This list was printed in a book by William Maziere Brady (1825–1894) an Irish priest and journalist. Brady had been an Anglican priest in Ireland, but when the Church of Ireland was disestablished in 1869, he went to the Vatican to work amongst the archives there. He subsequently converted to Roman Catholicism, and wrote a number of polemical works against the narrative of the Anglican church in Ireland. One of his publications was called the ‘Episcopal Succession in England, Scotland, and Ireland, A.D. 1400 to 1875’, and the list below comes from a document printed “found lately among some loose papers in the Archivio di Stato at Rome.”
The entry is reproduced in the peerless “Letters and Papers, Foreign and Domestic, Henry VIII, and in is Volume 13 Part 2, August-December 1538 if you want to have a look. The list must have been produced between July 1538 and March 1539, after the young earl of Shrewsbury, Francis, succeeded his father, and before Thomas Boleyn Earl of Wiltshire died.

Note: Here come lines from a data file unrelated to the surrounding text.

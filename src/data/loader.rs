use std::io::Read;
use std::path::Path;

use anyhow::{Context, Result, bail};

use super::model::{CellValue, Column, ColumnKind, Dataset};
use super::normalize::{coerce_dates, is_date_like, normalize_headers};

// ---------------------------------------------------------------------------
// Public entry-points
// ---------------------------------------------------------------------------

/// Load a sales dataset from a file.
///
/// Only comma-separated files are accepted; the first row is the header.
pub fn load_file(path: &Path) -> Result<Dataset> {
    let ext = path
        .extension()
        .and_then(|e| e.to_str())
        .unwrap_or("")
        .to_ascii_lowercase();

    match ext.as_str() {
        "csv" | "txt" | "" => {
            let file = std::fs::File::open(path)
                .with_context(|| format!("opening {}", path.display()))?;
            load_csv(file)
        }
        other => bail!("Unsupported file extension: .{other}"),
    }
}

/// Parse CSV text from any reader.
///
/// Headers are normalized, column types inferred and date-like text columns
/// coerced to datetimes.
pub fn load_csv<R: Read>(input: R) -> Result<Dataset> {
    let mut reader = csv::ReaderBuilder::new()
        .flexible(true)
        .from_reader(input);

    let raw_headers = reader.headers().context("reading CSV headers")?.clone();
    if raw_headers.is_empty() || raw_headers.iter().all(|h| h.trim().is_empty()) {
        bail!("CSV has no header row");
    }
    let names = normalize_headers(raw_headers.iter());
    let width = names.len();

    let mut cells: Vec<Vec<String>> = vec![Vec::new(); width];
    for (row_no, result) in reader.records().enumerate() {
        let record = result.with_context(|| format!("CSV row {}", row_no + 1))?;
        if record.len() > width {
            bail!(
                "CSV row {}: expected {width} fields, saw {}",
                row_no + 1,
                record.len()
            );
        }
        for (col_idx, column) in cells.iter_mut().enumerate() {
            column.push(record.get(col_idx).unwrap_or("").to_string());
        }
    }

    let columns: Vec<Column> = names
        .into_iter()
        .zip(cells)
        .map(|(name, raw)| {
            let column = infer_column(name, &raw);
            if is_date_like(&column.name) && column.kind == ColumnKind::Text {
                log::debug!("coercing '{}' to datetime", column.name);
                coerce_dates(column)
            } else {
                column
            }
        })
        .collect();

    Ok(Dataset::from_columns(columns))
}

// ---------------------------------------------------------------------------
// Type inference
// ---------------------------------------------------------------------------

/// Pick the narrowest kind every non-empty cell fits, then convert.
fn infer_column(name: String, raw: &[String]) -> Column {
    let present: Vec<&str> = raw
        .iter()
        .map(|s| s.trim())
        .filter(|s| !s.is_empty())
        .collect();

    let kind = if present.is_empty() {
        ColumnKind::Float
    } else if present.iter().all(|s| s.parse::<i64>().is_ok()) {
        ColumnKind::Integer
    } else if present.iter().all(|s| parse_float(s).is_some()) {
        ColumnKind::Float
    } else if present.iter().all(|s| parse_bool(s).is_some()) {
        ColumnKind::Bool
    } else {
        ColumnKind::Text
    };

    let values = raw
        .iter()
        .map(|s| convert_cell(s, kind))
        .collect();

    Column { name, kind, values }
}

fn convert_cell(raw: &str, kind: ColumnKind) -> CellValue {
    let s = raw.trim();
    if s.is_empty() {
        return CellValue::Null;
    }
    match kind {
        ColumnKind::Integer => s
            .parse::<i64>()
            .map(CellValue::Integer)
            .unwrap_or(CellValue::Null),
        ColumnKind::Float => parse_float(s)
            .map(CellValue::Float)
            .unwrap_or(CellValue::Null),
        ColumnKind::Bool => parse_bool(s)
            .map(CellValue::Bool)
            .unwrap_or(CellValue::Null),
        // Text keeps the cell exactly as written.
        ColumnKind::Text | ColumnKind::DateTime => CellValue::Text(raw.to_string()),
    }
}

fn parse_float(s: &str) -> Option<f64> {
    match s.to_ascii_lowercase().as_str() {
        "nan" | "na" | "n/a" | "null" | "none" => Some(f64::NAN),
        other => other.parse::<f64>().ok(),
    }
}

fn parse_bool(s: &str) -> Option<bool> {
    if s.eq_ignore_ascii_case("true") {
        Some(true)
    } else if s.eq_ignore_ascii_case("false") {
        Some(false)
    } else {
        None
    }
}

Now I was once the proud recipient of some training from the lovely Michael Barber (that, my friends, is called name dropping), and in that he made the point how important it is to have a quick, broad view of any situation however complex, to allow you to identify where to spend your time and effort. So I thought I might help Henry VIII out, and do a RAG status list of his peerage, so that he can see at a glance how he’s fixed in terms of blokes around he could reply on in a crisis, or likely to cause him grief. Obviously, it’s about 500 years too late, but hey, better late than never – and anyway, Thomas Cromwell probably had one of these pinned to his wall in Austin Friars. Plus you can link to the lovely Wikipedia to find out more about these folks if you wish.
The picture is of Henry FitzAlan 12th Earl of Arundel doing a bit of Cosplay as a Roman Emperor. Or maybe on his way to a Toga party – do people still do those?